Figure 2.

Sequences CS3 and CS4 in K. lactis telomerase RNA are important for telomerase action and telomere maintenance in vivo. (A) Schematic showing a telomeric restriction fragment, and digests and probes used to analyze telomeres in the Bcl-marked system for telomerase RNA mutants. Also shown on the map are the positions of wild-type (WT) and Bcl-specific probes. (B) Southern blotting analysis of telomeric restriction fragments in K. lactis expressing different CS3- and CS4-region-scanning substitution mutants.

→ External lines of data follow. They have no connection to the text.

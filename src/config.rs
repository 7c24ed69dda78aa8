use std::net::SocketAddr;

pub const DEFAULT_SIGNALING_URL: &str = "ws://127.0.0.1:8080";
pub const DEFAULT_STUN_SERVER: &str = "stun:stun.l.google.com:19302";
pub const DEFAULT_RELAY_ADDR: &str = "127.0.0.1:8080";

#[derive(Debug, Clone)]
pub struct SessionConfig {
    pub signaling_url: String,
    pub ice_servers: Vec<String>,
}

impl Default for SessionConfig {
    fn default() -> Self {
        Self {
            signaling_url: DEFAULT_SIGNALING_URL.to_owned(),
            ice_servers: vec![DEFAULT_STUN_SERVER.to_owned()],
        }
    }
}

#[derive(Debug, Clone)]
pub struct RelayConfig {
    pub listen_addr: SocketAddr,
}

impl Default for RelayConfig {
    fn default() -> Self {
        Self {
            listen_addr: SocketAddr::from(([127, 0, 0, 1], 8080)),
        }
    }
}
use async_trait::async_trait;
use futures_util::{SinkExt, StreamExt};
use std::collections::HashMap;
use std::sync::atomic::{AtomicBool, Ordering};
use std::sync::{Arc, Mutex as StdMutex};
use tokio::sync::{mpsc, Mutex};
use tokio::task::JoinHandle;
use tokio_tungstenite::connect_async;
use tokio_tungstenite::tungstenite::Message;
use tracing::{debug, info, warn};

use crate::error::TransportError;
use crate::signaling::{SignalKind, SignalMessage};

pub type SignalHandler = Arc<dyn Fn(SignalMessage) + Send + Sync>;
pub type DisconnectHandler = Arc<dyn Fn(TransportError) + Send + Sync>;

/// Persistent channel to the rendezvous relay.
///
/// Delivery order to handlers matches the relay's delivery order. There is
/// no retry here: an unexpected loss of the channel is reported once through
/// the disconnect handler and recovery is left to the caller.
#[async_trait]
pub trait SignalTransport: Send + Sync {
    async fn connect(&self) -> Result<(), TransportError>;

    async fn send(&self, message: SignalMessage) -> Result<(), TransportError>;

    /// Registers the handler for one message kind, replacing any previous one.
    fn subscribe(&self, kind: SignalKind, handler: SignalHandler);

    fn on_disconnect(&self, handler: DisconnectHandler);

    /// Releases the channel. Calling it again, or before `connect`, is a no-op.
    async fn disconnect(&self);
}

/// Handler table shared between a transport and its reader task.
#[derive(Default)]
pub struct Subscribers {
    by_kind: StdMutex<HashMap<SignalKind, SignalHandler>>,
    disconnect: StdMutex<Option<DisconnectHandler>>,
}

impl Subscribers {
    pub fn insert(&self, kind: SignalKind, handler: SignalHandler) {
        if let Ok(mut handlers) = self.by_kind.lock() {
            handlers.insert(kind, handler);
        }
    }

    pub fn set_disconnect(&self, handler: DisconnectHandler) {
        if let Ok(mut slot) = self.disconnect.lock() {
            *slot = Some(handler);
        }
    }

    /// Hands a message to the handler registered for its kind.
    /// Returns false when nobody subscribed to that kind.
    pub fn dispatch(&self, message: SignalMessage) -> bool {
        let handler = match self.by_kind.lock() {
            Ok(handlers) => handlers.get(&message.kind()).cloned(),
            Err(_) => None,
        };
        match handler {
            Some(handler) => {
                handler(message);
                true
            }
            None => false,
        }
    }

    pub fn disconnected(&self, error: TransportError) {
        let handler = match self.disconnect.lock() {
            Ok(slot) => slot.clone(),
            Err(_) => None,
        };
        if let Some(handler) = handler {
            handler(error);
        }
    }
}

struct Link {
    outgoing: mpsc::Sender<SignalMessage>,
    closing: Arc<AtomicBool>,
    reader: JoinHandle<()>,
}

/// [`SignalTransport`] over a WebSocket, one JSON text frame per message.
pub struct WsSignalTransport {
    url: String,
    subscribers: Arc<Subscribers>,
    link: Mutex<Option<Link>>,
}

impl WsSignalTransport {
    pub fn new(url: impl Into<String>) -> Self {
        Self {
            url: url.into(),
            subscribers: Arc::new(Subscribers::default()),
            link: Mutex::new(None),
        }
    }
}

#[async_trait]
impl SignalTransport for WsSignalTransport {
    async fn connect(&self) -> Result<(), TransportError> {
        let mut link = self.link.lock().await;
        if let Some(existing) = link.as_ref() {
            if !existing.reader.is_finished() {
                return Ok(());
            }
        }

        let (ws_stream, _) = connect_async(self.url.as_str())
            .await
            .map_err(|e| TransportError::Unreachable(format!("{}: {}", self.url, e)))?;
        info!("Connected to signaling relay at {}", self.url);
        let (mut write, mut read) = ws_stream.split();

        let (outgoing_tx, mut outgoing_rx) = mpsc::channel::<SignalMessage>(100);
        let closing = Arc::new(AtomicBool::new(false));

        // Handle outgoing messages
        tokio::spawn(async move {
            while let Some(msg) = outgoing_rx.recv().await {
                let json = match msg.encode() {
                    Ok(json) => json,
                    Err(e) => {
                        warn!("Dropping unencodable {} message: {}", msg.kind(), e);
                        continue;
                    }
                };
                if write.send(Message::Text(json)).await.is_err() {
                    break;
                }
            }
            let _ = write.close().await;
        });

        // Handle incoming messages
        let subscribers = self.subscribers.clone();
        let reader_closing = closing.clone();
        let reader = tokio::spawn(async move {
            let reason = loop {
                match read.next().await {
                    Some(Ok(Message::Text(text))) => match SignalMessage::decode(&text) {
                        Ok(signal) => {
                            debug!("Received {} from relay", signal.kind());
                            let kind = signal.kind();
                            if !subscribers.dispatch(signal) {
                                debug!("No handler for {}, dropped", kind);
                            }
                        }
                        Err(e) => warn!("Rejected signaling frame: {}", e),
                    },
                    Some(Ok(Message::Close(_))) => {
                        break TransportError::Disconnected("relay closed the connection".into())
                    }
                    Some(Ok(_)) => {}
                    Some(Err(e)) => break TransportError::WebSocket(e),
                    None => break TransportError::Disconnected("connection ended".into()),
                }
            };
            if !reader_closing.load(Ordering::SeqCst) {
                warn!("Signaling transport lost: {}", reason);
                subscribers.disconnected(reason);
            }
        });

        *link = Some(Link {
            outgoing: outgoing_tx,
            closing,
            reader,
        });
        Ok(())
    }

    async fn send(&self, message: SignalMessage) -> Result<(), TransportError> {
        let outgoing = match self.link.lock().await.as_ref() {
            Some(link) => link.outgoing.clone(),
            None => return Err(TransportError::NotConnected),
        };
        outgoing
            .send(message)
            .await
            .map_err(|e| TransportError::Disconnected(format!("failed to send message: {}", e)))
    }

    fn subscribe(&self, kind: SignalKind, handler: SignalHandler) {
        self.subscribers.insert(kind, handler);
    }

    fn on_disconnect(&self, handler: DisconnectHandler) {
        self.subscribers.set_disconnect(handler);
    }

    async fn disconnect(&self) {
        if let Some(link) = self.link.lock().await.take() {
            link.closing.store(true, Ordering::SeqCst);
            drop(link.outgoing);
            link.reader.abort();
            info!("Disconnected from signaling relay");
        }
    }
}

#[cfg(test)]
mod tests {
    use super::*;
    use std::sync::atomic::AtomicUsize;

    #[tokio::test]
    async fn send_before_connect_is_rejected() {
        let transport = WsSignalTransport::new("ws://127.0.0.1:1");
        let err = transport.send(SignalMessage::Ready).await.unwrap_err();
        assert!(matches!(err, TransportError::NotConnected));
        transport.disconnect().await;
        transport.disconnect().await;
    }

    #[tokio::test]
    async fn unreachable_relay_fails_connect() {
        let listener = tokio::net::TcpListener::bind("127.0.0.1:0").await.unwrap();
        let addr = listener.local_addr().unwrap();
        drop(listener);
        let transport = WsSignalTransport::new(format!("ws://{}", addr));
        let err = transport.connect().await.unwrap_err();
        assert!(matches!(err, TransportError::Unreachable(_)));
    }

    #[test]
    fn dispatch_routes_by_kind() {
        let subscribers = Subscribers::default();
        let ready = Arc::new(AtomicUsize::new(0));
        let counter = ready.clone();
        subscribers.insert(
            SignalKind::Ready,
            Arc::new(move |_: SignalMessage| {
                counter.fetch_add(1, Ordering::SeqCst);
            }),
        );
        assert!(subscribers.dispatch(SignalMessage::Ready));
        assert!(!subscribers.dispatch(SignalMessage::PeerLeft));
        assert_eq!(ready.load(Ordering::SeqCst), 1);
    }
}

Genomic DNA was prepared from K. lactis strains (deleted for the chromosomal TER gene and carrying the different TER alleles on a plasmid; see bottom part of figure) at their sixth passage. The control strains carry the phenotypically wild-type, BclI-marked TER gene (WT), or no insert (Δ) on a plasmid (Tzfati et al. 2000). DNA was digested with EcoRI restriction endonuclease (- lanes) or double-digested with EcoRI and BclI (+ lanes), separated on a 1% agarose gel, and vacuum-blotted. Hybridization was carried out as described previously (Tzfati et al. 2000), first with a BclI-specific oligonucleotide probe (data not shown), and then with a wild-type telomeric sequence probe. For simplicity, only the portion of the gel with a group of seven similarly sized telomeric EcoRI restriction fragments (McEachern et al. 2002) in WT K. lactis is shown. The positions of the scanning substitution mutations tested in the CS3 and CS4 regions are indicated above the autoradiograph. Asterisks indicate conserved residues (see Fig. 1A).